┌────────
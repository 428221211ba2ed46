use sha3::{Digest, Keccak256};

use super::{ExecutionContext, VmError};
use crate::{
    integer_ops::Word,
    memory::WORD_SIZE,
};

pub(crate) fn sha3(ctx: &mut ExecutionContext) -> Result<(), VmError> {
    let (offset, len) = ctx.pop_region()?;
    let data = ctx.memory.load(offset, len);
    let digest = Keccak256::digest(&data);
    ctx.push(Word::from_big_endian(&digest))
}

pub(crate) fn mload(ctx: &mut ExecutionContext) -> Result<(), VmError> {
    let offset = ctx.pop()?;
    let (offset, _) = ctx.region(offset, Word::from(WORD_SIZE))?;
    let value = ctx.memory.load_word(offset);
    ctx.push(value)
}

pub(crate) fn mstore(ctx: &mut ExecutionContext) -> Result<(), VmError> {
    let offset = ctx.pop()?;
    let value = ctx.pop()?;
    let (offset, _) = ctx.region(offset, Word::from(WORD_SIZE))?;
    ctx.memory.store_word(offset, value);
    Ok(())
}

pub(crate) fn mstore8(ctx: &mut ExecutionContext) -> Result<(), VmError> {
    let offset = ctx.pop()?;
    let value = ctx.pop()?;
    let (offset, _) = ctx.region(offset, Word::one())?;
    ctx.memory.store(offset, 1, &[value.byte(0)], 0);
    Ok(())
}

push_op!(msize, |ctx| Word::from(ctx.memory.len()));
└────────
• [WHAT THE EXERCISE ASKS] Write down only the closing run of lines: the one containing "pub(crate) fn mstore(ctx: &mut" and every line after it to the end of the entries, exactly.

• [ANSWER TO THIS PROBLEM]
pub(crate) fn mstore(ctx: &mut ExecutionContext) -> Result<(), VmError> {
    let offset = ctx.pop()?;
    let value = ctx.pop()?;
    let (offset, _) = ctx.region(offset, Word::from(WORD_SIZE))?;
    ctx.memory.store_word(offset, value);
    Ok(())
}

pub(crate) fn mstore8(ctx: &mut ExecutionContext) -> Result<(), VmError> {
    let offset = ctx.pop()?;
    let value = ctx.pop()?;
    let (offset, _) = ctx.region(offset, Word::one())?;
    ctx.memory.store(offset, 1, &[value.byte(0)], 0);
    Ok(())
}

push_op!(msize, |ctx| Word::from(ctx.memory.len()));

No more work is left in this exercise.